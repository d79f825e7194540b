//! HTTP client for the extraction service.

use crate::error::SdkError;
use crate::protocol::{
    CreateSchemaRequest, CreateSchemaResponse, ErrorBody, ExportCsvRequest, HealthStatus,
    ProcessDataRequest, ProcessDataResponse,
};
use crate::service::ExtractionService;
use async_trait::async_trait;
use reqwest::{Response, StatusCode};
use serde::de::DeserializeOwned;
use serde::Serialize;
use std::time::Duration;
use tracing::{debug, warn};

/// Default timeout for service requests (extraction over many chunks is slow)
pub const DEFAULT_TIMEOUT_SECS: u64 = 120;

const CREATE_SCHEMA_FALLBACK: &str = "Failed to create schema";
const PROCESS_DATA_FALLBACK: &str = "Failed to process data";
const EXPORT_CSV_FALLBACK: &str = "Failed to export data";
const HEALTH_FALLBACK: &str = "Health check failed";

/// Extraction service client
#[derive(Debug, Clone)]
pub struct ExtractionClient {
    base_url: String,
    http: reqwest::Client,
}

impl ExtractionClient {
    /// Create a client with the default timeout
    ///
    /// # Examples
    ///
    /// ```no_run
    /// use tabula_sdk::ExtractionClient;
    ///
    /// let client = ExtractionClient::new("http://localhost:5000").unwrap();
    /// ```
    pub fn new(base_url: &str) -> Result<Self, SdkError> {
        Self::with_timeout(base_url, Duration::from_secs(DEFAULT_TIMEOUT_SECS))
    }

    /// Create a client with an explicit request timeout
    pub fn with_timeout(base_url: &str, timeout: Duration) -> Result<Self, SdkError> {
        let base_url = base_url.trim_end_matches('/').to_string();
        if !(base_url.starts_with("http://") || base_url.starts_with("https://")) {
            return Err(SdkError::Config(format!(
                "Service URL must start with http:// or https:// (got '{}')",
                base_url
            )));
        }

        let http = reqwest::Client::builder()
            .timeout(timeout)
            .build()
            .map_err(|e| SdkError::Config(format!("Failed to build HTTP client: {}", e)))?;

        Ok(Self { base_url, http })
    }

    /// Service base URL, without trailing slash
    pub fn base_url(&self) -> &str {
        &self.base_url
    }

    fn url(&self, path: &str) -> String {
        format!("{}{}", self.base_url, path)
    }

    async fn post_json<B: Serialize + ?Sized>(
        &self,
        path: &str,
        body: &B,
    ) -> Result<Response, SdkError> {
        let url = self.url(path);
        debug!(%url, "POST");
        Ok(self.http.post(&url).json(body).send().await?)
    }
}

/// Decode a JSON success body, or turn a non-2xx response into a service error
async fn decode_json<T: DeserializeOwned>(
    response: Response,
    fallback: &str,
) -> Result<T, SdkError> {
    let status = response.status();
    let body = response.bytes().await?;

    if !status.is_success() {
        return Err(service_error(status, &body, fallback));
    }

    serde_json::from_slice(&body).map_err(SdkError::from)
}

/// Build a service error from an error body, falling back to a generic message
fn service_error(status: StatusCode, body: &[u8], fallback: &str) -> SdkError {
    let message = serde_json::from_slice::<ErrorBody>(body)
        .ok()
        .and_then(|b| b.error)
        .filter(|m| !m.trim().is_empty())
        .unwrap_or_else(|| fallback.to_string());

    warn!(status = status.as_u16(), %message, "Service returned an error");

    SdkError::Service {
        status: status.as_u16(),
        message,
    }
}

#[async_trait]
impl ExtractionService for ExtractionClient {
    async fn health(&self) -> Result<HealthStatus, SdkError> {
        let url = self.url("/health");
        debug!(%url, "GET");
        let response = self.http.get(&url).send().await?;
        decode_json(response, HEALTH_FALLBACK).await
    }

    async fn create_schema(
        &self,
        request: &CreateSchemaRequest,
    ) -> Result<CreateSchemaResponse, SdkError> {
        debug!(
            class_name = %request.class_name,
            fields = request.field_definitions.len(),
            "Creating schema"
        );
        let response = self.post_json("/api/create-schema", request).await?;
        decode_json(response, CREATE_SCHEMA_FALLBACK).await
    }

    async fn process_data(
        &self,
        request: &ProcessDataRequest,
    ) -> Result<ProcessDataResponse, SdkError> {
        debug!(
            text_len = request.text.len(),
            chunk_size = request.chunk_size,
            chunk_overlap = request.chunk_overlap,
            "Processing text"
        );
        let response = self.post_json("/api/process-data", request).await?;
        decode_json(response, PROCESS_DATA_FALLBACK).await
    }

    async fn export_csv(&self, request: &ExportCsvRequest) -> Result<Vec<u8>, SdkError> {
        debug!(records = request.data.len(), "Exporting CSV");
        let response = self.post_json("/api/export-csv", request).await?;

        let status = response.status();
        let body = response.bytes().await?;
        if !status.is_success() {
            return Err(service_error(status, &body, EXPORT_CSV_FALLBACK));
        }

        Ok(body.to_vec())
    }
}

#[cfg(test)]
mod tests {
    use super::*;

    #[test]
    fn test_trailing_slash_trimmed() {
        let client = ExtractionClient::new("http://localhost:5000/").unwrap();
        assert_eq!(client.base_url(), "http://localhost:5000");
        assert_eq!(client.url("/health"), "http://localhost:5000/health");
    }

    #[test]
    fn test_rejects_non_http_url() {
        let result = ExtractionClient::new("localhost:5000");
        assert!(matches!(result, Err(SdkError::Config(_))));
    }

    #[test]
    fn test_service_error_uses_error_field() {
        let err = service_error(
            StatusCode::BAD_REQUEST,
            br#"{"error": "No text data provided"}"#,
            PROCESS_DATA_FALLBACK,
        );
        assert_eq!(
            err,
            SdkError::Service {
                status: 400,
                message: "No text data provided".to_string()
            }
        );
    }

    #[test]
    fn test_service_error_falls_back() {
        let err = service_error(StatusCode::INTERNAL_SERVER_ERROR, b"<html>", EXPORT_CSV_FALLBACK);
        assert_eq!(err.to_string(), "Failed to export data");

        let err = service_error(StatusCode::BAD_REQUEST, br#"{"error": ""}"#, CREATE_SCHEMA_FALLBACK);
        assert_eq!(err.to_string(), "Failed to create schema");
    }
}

What to work on: Restate the records from above exactly as they read.

Expected output:
repository d79f825e7194540b
//! HTTP client for the extraction service.

use crate::error::SdkError;
use crate::protocol::{
    CreateSchemaRequest, CreateSchemaResponse, ErrorBody, ExportCsvRequest, HealthStatus,
    ProcessDataRequest, ProcessDataResponse,
};
use crate::service::ExtractionService;
use async_trait::async_trait;
use reqwest::{Response, StatusCode};
use serde::de::DeserializeOwned;
use serde::Serialize;
use std::time::Duration;
use tracing::{debug, warn};

/// Default timeout for service requests (extraction over many chunks is slow)
pub const DEFAULT_TIMEOUT_SECS: u64 = 120;

const CREATE_SCHEMA_FALLBACK: &str = "Failed to create schema";
const PROCESS_DATA_FALLBACK: &str = "Failed to process data";
const EXPORT_CSV_FALLBACK: &str = "Failed to export data";
const HEALTH_FALLBACK: &str = "Health check failed";

/// Extraction service client
#[derive(Debug, Clone)]
pub struct ExtractionClient {
    base_url: String,
    http: reqwest::Client,
}

impl ExtractionClient {
    /// Create a client with the default timeout
    ///
    /// # Examples
    ///
    /// ```no_run
    /// use tabula_sdk::ExtractionClient;
    ///
    /// let client = ExtractionClient::new("http://localhost:5000").unwrap();
    /// ```
    pub fn new(base_url: &str) -> Result<Self, SdkError> {
        Self::with_timeout(base_url, Duration::from_secs(DEFAULT_TIMEOUT_SECS))
    }

    /// Create a client with an explicit request timeout
    pub fn with_timeout(base_url: &str, timeout: Duration) -> Result<Self, SdkError> {
        let base_url = base_url.trim_end_matches('/').to_string();
        if !(base_url.starts_with("http://") || base_url.starts_with("https://")) {
            return Err(SdkError::Config(format!(
                "Service URL must start with http:// or https:// (got '{}')",
                base_url
            )));
        }

        let http = reqwest::Client::builder()
            .timeout(timeout)
            .build()
            .map_err(|e| SdkError::Config(format!("Failed to build HTTP client: {}", e)))?;

        Ok(Self { base_url, http })
    }

    /// Service base URL, without trailing slash
    pub fn base_url(&self) -> &str {
        &self.base_url
    }

    fn url(&self, path: &str) -> String {
        format!("{}{}", self.base_url, path)
    }

    async fn post_json<B: Serialize + ?Sized>(
        &self,
        path: &str,
        body: &B,
    ) -> Result<Response, SdkError> {
        let url = self.url(path);
        debug!(%url, "POST");
        Ok(self.http.post(&url).json(body).send().await?)
    }
}

/// Decode a JSON success body, or turn a non-2xx response into a service error
async fn decode_json<T: DeserializeOwned>(
    response: Response,
    fallback: &str,
) -> Result<T, SdkError> {
    let status = response.status();
    let body = response.bytes().await?;

    if !status.is_success() {
        return Err(service_error(status, &body, fallback));
    }

    serde_json::from_slice(&body).map_err(SdkError::from)
}

/// Build a service error from an error body, falling back to a generic message
fn service_error(status: StatusCode, body: &[u8], fallback: &str) -> SdkError {
    let message = serde_json::from_slice::<ErrorBody>(body)
        .ok()
        .and_then(|b| b.error)
        .filter(|m| !m.trim().is_empty())
        .unwrap_or_else(|| fallback.to_string());

    warn!(status = status.as_u16(), %message, "Service returned an error");

    SdkError::Service {
        status: status.as_u16(),
        message,
    }
}

#[async_trait]
impl ExtractionService for ExtractionClient {
    async fn health(&self) -> Result<HealthStatus, SdkError> {
        let url = self.url("/health");
        debug!(%url, "GET");
        let response = self.http.get(&url).send().await?;
        decode_json(response, HEALTH_FALLBACK).await
    }

    async fn create_schema(
        &self,
        request: &CreateSchemaRequest,
    ) -> Result<CreateSchemaResponse, SdkError> {
        debug!(
            class_name = %request.class_name,
            fields = request.field_definitions.len(),
            "Creating schema"
        );
        let response = self.post_json("/api/create-schema", request).await?;
        decode_json(response, CREATE_SCHEMA_FALLBACK).await
    }

    async fn process_data(
        &self,
        request: &ProcessDataRequest,
    ) -> Result<ProcessDataResponse, SdkError> {
        debug!(
            text_len = request.text.len(),
            chunk_size = request.chunk_size,
            chunk_overlap = request.chunk_overlap,
            "Processing text"
        );
        let response = self.post_json("/api/process-data", request).await?;
        decode_json(response, PROCESS_DATA_FALLBACK).await
    }

    async fn export_csv(&self, request: &ExportCsvRequest) -> Result<Vec<u8>, SdkError> {
        debug!(records = request.data.len(), "Exporting CSV");
        let response = self.post_json("/api/export-csv", request).await?;

        let status = response.status();
        let body = response.bytes().await?;
        if !status.is_success() {
            return Err(service_error(status, &body, EXPORT_CSV_FALLBACK));
        }

        Ok(body.to_vec())
    }
}

#[cfg(test)]
mod tests {
    use super::*;

    #[test]
    fn test_trailing_slash_trimmed() {
        let client = ExtractionClient::new("http://localhost:5000/").unwrap();
        assert_eq!(client.base_url(), "http://localhost:5000");
        assert_eq!(client.url("/health"), "http://localhost:5000/health");
    }

    #[test]
    fn test_rejects_non_http_url() {
        let result = ExtractionClient::new("localhost:5000");
        assert!(matches!(result, Err(SdkError::Config(_))));
    }

    #[test]
    fn test_service_error_uses_error_field() {
        let err = service_error(
            StatusCode::BAD_REQUEST,
            br#"{"error": "No text data provided"}"#,
            PROCESS_DATA_FALLBACK,
        );
        assert_eq!(
            err,
            SdkError::Service {
                status: 400,
                message: "No text data provided".to_string()
            }
        );
    }

    #[test]
    fn test_service_error_falls_back() {
        let err = service_error(StatusCode::INTERNAL_SERVER_ERROR, b"<html>", EXPORT_CSV_FALLBACK);
        assert_eq!(err.to_string(), "Failed to export data");

        let err = service_error(StatusCode::BAD_REQUEST, br#"{"error": ""}"#, CREATE_SCHEMA_FALLBACK);
        assert_eq!(err.to_string(), "Failed to create schema");
    }
}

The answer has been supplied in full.